■ WORK TASK ■
Search the records for the word "BrkArena". Copy every line where it appears.

■ SOURCE INFORMATION ■
//! Fixed-size chunk sources for the heap.
//!
//! A [`ChunkProvider`] grants raw memory one chunk at a time and never takes
//! it back. [`RegionArena`] carves chunks out of one caller-provided region;
//! [`BrkArena`] grows the program break.

#![cfg_attr(not(test), no_std)]

pub mod provider;
pub mod region;

#[cfg(unix)]
pub mod brk;

pub use crate::provider::ChunkProvider;
pub use crate::region::RegionArena;

#[cfg(unix)]
pub use crate::brk::BrkArena;
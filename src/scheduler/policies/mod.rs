/*
 * Scheduling Policies Module
 *
 * Scheduling class implementations. Each one implements the SchedClass
 * trait and is handed to the SchedulerCore at domain initialisation.
 *
 * Available policies:
 * - BandRoundRobin: multi-level round-robin over a fixed priority band,
 *   with aging of starved levels
 */

pub mod band_rr;

pub use band_rr::BandRoundRobinPolicy;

■ EXERCISE RESPONSE ■
//! [`BrkArena`] grows the program break.
pub use crate::brk::BrkArena;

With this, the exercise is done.